Borsten, L. (2012). Causal Constraints on Possible Measurements. Perimeter Institute. https://pirsa.org/12060078

### MLA

Borsten, Leron. Causal Constraints on Possible Measurements. Perimeter Institute, Jun. 28, 2012, https://pirsa.org/12060078

### BibTex

@misc{ pirsa_PIRSA:12060078, doi = {10.48660/12060078}, url = {https://pirsa.org/12060078}, author = {Borsten, Leron}, keywords = {Quantum Fields and Strings}, language = {en}, title = {Causal Constraints on Possible Measurements}, publisher = {Perimeter Institute}, year = {2012}, month = {jun}, note = {PIRSA:12060078 see, \url{https://pirsa.org}} }

Leron Borsten Heriot-Watt University

## Abstract

A crucial question in any approach to quantum information processing is: first, how are classical bits encoded physically in the quantum system, second, how are they then manipulated and, third, how are they finally read out? These questions are particularly challenging when investigating quantum information processing in a relativistic spacetime. An obvious framework for such an investigation is relativistic quantum field theory. Here, progress is hampered by the lack of a universally applicable rule for calculating the probabilities of the outcomes of ideal measurements on a relativistic quantum field in a collection of spacetime regions.
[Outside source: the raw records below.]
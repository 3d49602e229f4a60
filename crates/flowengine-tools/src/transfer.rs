//! The built-in `transfer_to_agent` tool (§4.7).

use async_trait::async_trait;
use flowengine_core::{transfer_targets, Agent, ParentMap, ToolContext, TRANSFER_TOOL_NAME};
use serde_json::Value;

pub struct TransferToAgentTool {
    targets: Vec<String>,
}

impl TransferToAgentTool {
    /// Build the declaration for agent `a` given the tree's parent map; the
    /// set of legal targets is baked into the enum description so the model
    /// only ever sees names it may actually transfer to (§4.7 "a transfer-
    /// tool declaration and a prompt template enumerating the targets").
    pub fn for_agent(a: &Agent, parents: &ParentMap) -> Self {
        let parent = parents.parent_of(&a.name);
        let mut targets: Vec<String> = transfer_targets(a, parent.map(|p| p.as_ref())).into_iter().collect();
        targets.sort();
        Self { targets }
    }

    pub fn targets(&self) -> &[String] {
        &self.targets
    }
}

#[async_trait]
impl crate::registry::Tool for TransferToAgentTool {
    fn name(&self) -> &str {
        TRANSFER_TOOL_NAME
    }

    fn description(&self) -> &str {
        "Transfer control of the conversation to another agent in the tree."
    }

    fn input_schema(&self) -> Value {
        serde_json::json!({
            "type": "object",
            "properties": {
                "agent_name": { "type": "string", "enum": self.targets },
            },
            "required": ["agent_name"],
        })
    }

    async fn run(&self, ctx: &ToolContext, args: Value) -> Result<Value, String> {
        let agent_name = args.get("agent_name").and_then(Value::as_str).ok_or_else(|| "agent_name is required".to_string())?;
        if !self.targets.iter().any(|t| t == agent_name) {
            return Err(format!("{agent_name} is not a legal transfer target (allowed: {})", self.targets.join(", ")));
        }
        ctx.transfer_to_agent(agent_name);
        Ok(Value::Object(serde_json::Map::new()))
    }
}

#[cfg(test)]
mod tests {
    use super::*;
    use crate::registry::Tool;
    use flowengine_core::{InvocationContext, PluginManager};
    use std::sync::Arc;

    fn leaf(name: &str) -> Arc<Agent> {
        Arc::new(Agent {
            name: name.to_string(),
            description: String::new(),
            instruction: String::new(),
            model: Some("demo".to_string()),
            tools: vec![],
            output_schema: None,
            sub_agents: vec![],
            disallow_transfer_to_parent: false,
            disallow_transfer_to_peers: false,
        })
    }

    fn root_with_children(children: Vec<Arc<Agent>>) -> Arc<Agent> {
        Arc::new(Agent {
            name: "root".to_string(),
            description: String::new(),
            instruction: String::new(),
            model: Some("demo".to_string()),
            tools: vec![],
            output_schema: None,
            sub_agents: children,
            disallow_transfer_to_parent: false,
            disallow_transfer_to_peers: false,
        })
    }

    #[tokio::test]
    async fn run_rejects_illegal_target() {
        let calc = leaf("calc");
        let root = root_with_children(vec![calc.clone()]);
        let parents = ParentMap::build(&root);
        let tool = TransferToAgentTool::for_agent(&calc, &parents);

        let session = Arc::new(crate::dispatcher::tests_support::MemorySession::default());
        let invocation = InvocationContext::new(calc.clone(), session, Arc::new(PluginManager::new()));
        let ctx = ToolContext::new(&invocation, "call-1".to_string(), None);

        let err = tool.run(&ctx, serde_json::json!({"agent_name": "nonexistent"})).await.unwrap_err();
        assert!(err.contains("not a legal transfer target"));
    }

    #[tokio::test]
    async fn run_accepts_legal_target_s5() {
        let calc = leaf("calc");
        let root = root_with_children(vec![calc.clone()]);
        let parents = ParentMap::build(&root);
        let tool = TransferToAgentTool::for_agent(&root, &parents);
        assert!(tool.targets().contains(&"calc".to_string()));

        let session = Arc::new(crate::dispatcher::tests_support::MemorySession::default());
        let invocation = InvocationContext::new(root.clone(), session, Arc::new(PluginManager::new()));
        let ctx = ToolContext::new(&invocation, "call-1".to_string(), None);

        tool.run(&ctx, serde_json::json!({"agent_name": "calc"})).await.unwrap();
        let actions = ctx.take_actions();
        assert_eq!(actions.transfer_to_agent, Some("calc".to_string()));
    }
}
//! The Processor Pipeline (§2 layer 4, §4.1 steps 2 and 5a): ordered
//! request-processors that may yield events before the model is called, and
//! response-processors that purely mutate each response the model yields.

use async_trait::async_trait;
use flowengine_core::{Event, InvocationContext, LlmRequest, LlmResponse, Result};

/// Mutates the outgoing request and may emit events of its own (e.g. the
/// confirmation processor synthesizing a resumed function-response event).
/// A processor that yields an `Err` aborts the step (§4.1 step 2, §7
/// "Processor errors").
#[async_trait]
pub trait RequestProcessor: Send + Sync {
    fn name(&self) -> &str;
    async fn process(&self, ctx: &InvocationContext, req: &mut LlmRequest) -> Result<Vec<Event>>;
}

/// A pure mutator over a single response (§4.1 step 5a).
#[async_trait]
pub trait ResponseProcessor: Send + Sync {
    fn name(&self) -> &str;
    async fn process(&self, ctx: &InvocationContext, resp: &mut LlmResponse);
}

#[derive(Default)]
pub struct ProcessorPipeline {
    request_processors: Vec<Box<dyn RequestProcessor>>,
    response_processors: Vec<Box<dyn ResponseProcessor>>,
}

impl ProcessorPipeline {
    pub fn new() -> Self {
        Self::default()
    }

    pub fn add_request_processor(mut self, processor: Box<dyn RequestProcessor>) -> Self {
        self.request_processors.push(processor);
        self
    }

    pub fn add_response_processor(mut self, processor: Box<dyn ResponseProcessor>) -> Self {
        self.response_processors.push(processor);
        self
    }

    /// Run every request-processor in order, collecting the events each one
    /// yields. A processor that fails aborts with a wrapped error naming it
    /// (§7 "Processor errors").
    pub async fn run_request_processors(&self, ctx: &InvocationContext, req: &mut LlmRequest) -> Result<Vec<Event>> {
        let mut events = Vec::new();
        for processor in &self.request_processors {
            let produced = processor.process(ctx, req).await.map_err(|e| flowengine_core::FlowError::processor(processor.name(), e))?;
            events.extend(produced);
        }
        Ok(events)
    }

    pub async fn run_response_processors(&self, ctx: &InvocationContext, resp: &mut LlmResponse) {
        for processor in &self.response_processors {
            processor.process(ctx, resp).await;
        }
    }
}
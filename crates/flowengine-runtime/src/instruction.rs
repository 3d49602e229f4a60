//! Instruction Template Substitution (§4.8).
//!
//! Placeholders take the form `{name}` / `{name?}` for state keys, or
//! `{artifact.filename}` / `{artifact.filename?}` for artifacts. A literal
//! `{{...}}` passes through unchanged, since the scanner only strips one
//! layer of braces and the inner `{...}` is left for a caller who wants
//! double-brace escaping.

use flowengine_core::{ArtifactStore, FlowError, Result, State};
use std::sync::{Arc, Mutex};

/// One substitution found by the scanner.
struct Placeholder<'a> {
    /// Byte range in the source string, braces included.
    span: (usize, usize),
    /// The `{...}` interior, braces and optional trailing `?` stripped.
    key: &'a str,
    optional: bool,
}

/// Matches the `{+[^{}]*}+` scanner pattern: a run of one-or-more `{`, then
/// non-brace characters, then a run of one-or-more `}`. A run of exactly one
/// brace on each side is a placeholder; any longer run (e.g. `{{...}}`) is a
/// literal escape left untouched, since the outer layer never gets stripped.
fn scan(instruction: &str) -> Vec<Placeholder<'_>> {
    let mut out = Vec::new();
    let bytes = instruction.as_bytes();
    let mut i = 0;
    while i < bytes.len() {
        if bytes[i] != b'{' {
            i += 1;
            continue;
        }
        let open_start = i;
        let mut open_end = i;
        while open_end < bytes.len() && bytes[open_end] == b'{' {
            open_end += 1;
        }
        let body_start = open_end;
        let mut body_end = body_start;
        while body_end < bytes.len() && bytes[body_end] != b'{' && bytes[body_end] != b'}' {
            body_end += 1;
        }
        if body_end >= bytes.len() || bytes[body_end] != b'}' {
            i = body_end.max(open_end + 1);
            continue;
        }
        let close_start = body_end;
        let mut close_end = close_start;
        while close_end < bytes.len() && bytes[close_end] == b'}' {
            close_end += 1;
        }

        let open_len = open_end - open_start;
        let close_len = close_end - close_start;
        if open_len == 1 && close_len == 1 && body_end > body_start {
            let inner = &instruction[body_start..body_end];
            let (key, optional) = match inner.strip_suffix('?') {
                Some(k) => (k, true),
                None => (inner, false),
            };
            out.push(Placeholder { span: (open_start, close_end), key, optional });
        }
        i = close_end;
    }
    out
}

/// Substitute every placeholder in `instruction` in left-to-right order
/// (testable property #7). `state` resolves `{name}`/`{name?}`; `artifacts`
/// (if present) resolves `{artifact.filename}`/`{artifact.filename?}`.
pub async fn substitute_instruction(instruction: &str, state: &Arc<Mutex<State>>, artifacts: Option<&Arc<dyn ArtifactStore>>) -> Result<String> {
    let placeholders = scan(instruction);
    if placeholders.is_empty() {
        return Ok(instruction.to_string());
    }

    let mut out = String::with_capacity(instruction.len());
    let mut cursor = 0;
    for placeholder in placeholders {
        out.push_str(&instruction[cursor..placeholder.span.0]);
        let resolved = resolve(placeholder.key, placeholder.optional, state, artifacts).await?;
        out.push_str(&resolved);
        cursor = placeholder.span.1;
    }
    out.push_str(&instruction[cursor..]);
    Ok(out)
}

async fn resolve(key: &str, optional: bool, state: &Arc<Mutex<State>>, artifacts: Option<&Arc<dyn ArtifactStore>>) -> Result<String> {
    if let Some(filename) = key.strip_prefix("artifact.") {
        return resolve_artifact(filename, optional, artifacts).await;
    }
    resolve_state_key(key, optional, state)
}

fn resolve_state_key(key: &str, optional: bool, state: &Arc<Mutex<State>>) -> Result<String> {
    let guard = state.lock().expect("state mutex poisoned");
    match guard.get(key) {
        Some(value) => Ok(value_to_text(value)),
        None if optional => Ok(String::new()),
        None => Err(FlowError::UnresolvedStateKey(key.to_string())),
    }
}

async fn resolve_artifact(filename: &str, optional: bool, artifacts: Option<&Arc<dyn ArtifactStore>>) -> Result<String> {
    let Some(store) = artifacts else {
        return if optional { Ok(String::new()) } else { Err(FlowError::MissingArtifact(filename.to_string())) };
    };
    match store.load(filename).await {
        Some(value) => Ok(value_to_text(&value)),
        None if optional => Ok(String::new()),
        None => Err(FlowError::MissingArtifact(filename.to_string())),
    }
}

fn value_to_text(value: &serde_json::Value) -> String {
    match value {
        serde_json::Value::String(s) => s.clone(),
        other => other.to_string(),
    }
}

#[cfg(test)]
mod tests {
    use super::*;
    use flowengine_core::FlowError;
    use serde_json::{json, Map};

    fn state_with(pairs: &[(&str, serde_json::Value)]) -> Arc<Mutex<State>> {
        let mut map = Map::new();
        for (k, v) in pairs {
            map.insert((*k).to_string(), v.clone());
        }
        Arc::new(Mutex::new(State::new(map)))
    }

    #[tokio::test]
    async fn substitutes_plain_and_prefixed_keys_left_to_right() {
        let state = state_with(&[("user:name", json!("Ada")), ("topic", json!("compilers"))]);
        let out = substitute_instruction("Hello {user:name}, let's talk about {topic}.", &state, None).await.unwrap();
        assert_eq!(out, "Hello Ada, let's talk about compilers.");
    }

    #[tokio::test]
    async fn optional_missing_key_yields_empty_string() {
        let state = state_with(&[]);
        let out = substitute_instruction("Note: {user:nickname?}", &state, None).await.unwrap();
        assert_eq!(out, "Note: ");
    }

    #[tokio::test]
    async fn required_missing_key_fails_with_state_error() {
        let state = state_with(&[]);
        let err = substitute_instruction("Required: {missing}", &state, None).await.unwrap_err();
        assert!(matches!(err, FlowError::UnresolvedStateKey(k) if k == "missing"));
    }

    #[tokio::test]
    async fn double_brace_literal_passes_through_unchanged() {
        let state = state_with(&[]);
        let out = substitute_instruction("Use {{literal}} braces", &state, None).await.unwrap();
        assert_eq!(out, "Use {{literal}} braces");
    }

    #[tokio::test]
    async fn missing_artifact_without_store_and_without_optional_is_an_error() {
        let state = state_with(&[]);
        let err = substitute_instruction("{artifact.readme.md}", &state, None).await.unwrap_err();
        assert!(matches!(err, FlowError::MissingArtifact(name) if name == "readme.md"));
    }

    #[tokio::test]
    async fn missing_artifact_optional_without_store_yields_empty() {
        let state = state_with(&[]);
        let out = substitute_instruction("{artifact.readme.md?}", &state, None).await.unwrap();
        assert_eq!(out, "");
    }
}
Indeed, a straightforward relativistic generalisation of the non-relativistic formula for these probabilities leads to superluminal signalling.Motivated by these considerations we ask what interventions/ideal measurements can we in principle make, taking causality as our guiding criterion. In the course of this analysis we reconsider various aspects of ideal measurements in QFT, detector models and the probability rules themselves. In particular, it is shown that an ideal measurement of a one–particle wave packet state of a relativistic quantum field in Minkowski spacetime enables superluminal signalling. The result holds for a measurement that takes place over an intervention region in spacetime whose extent in time in some frame is longer than the light crossing time of the packet in that frame.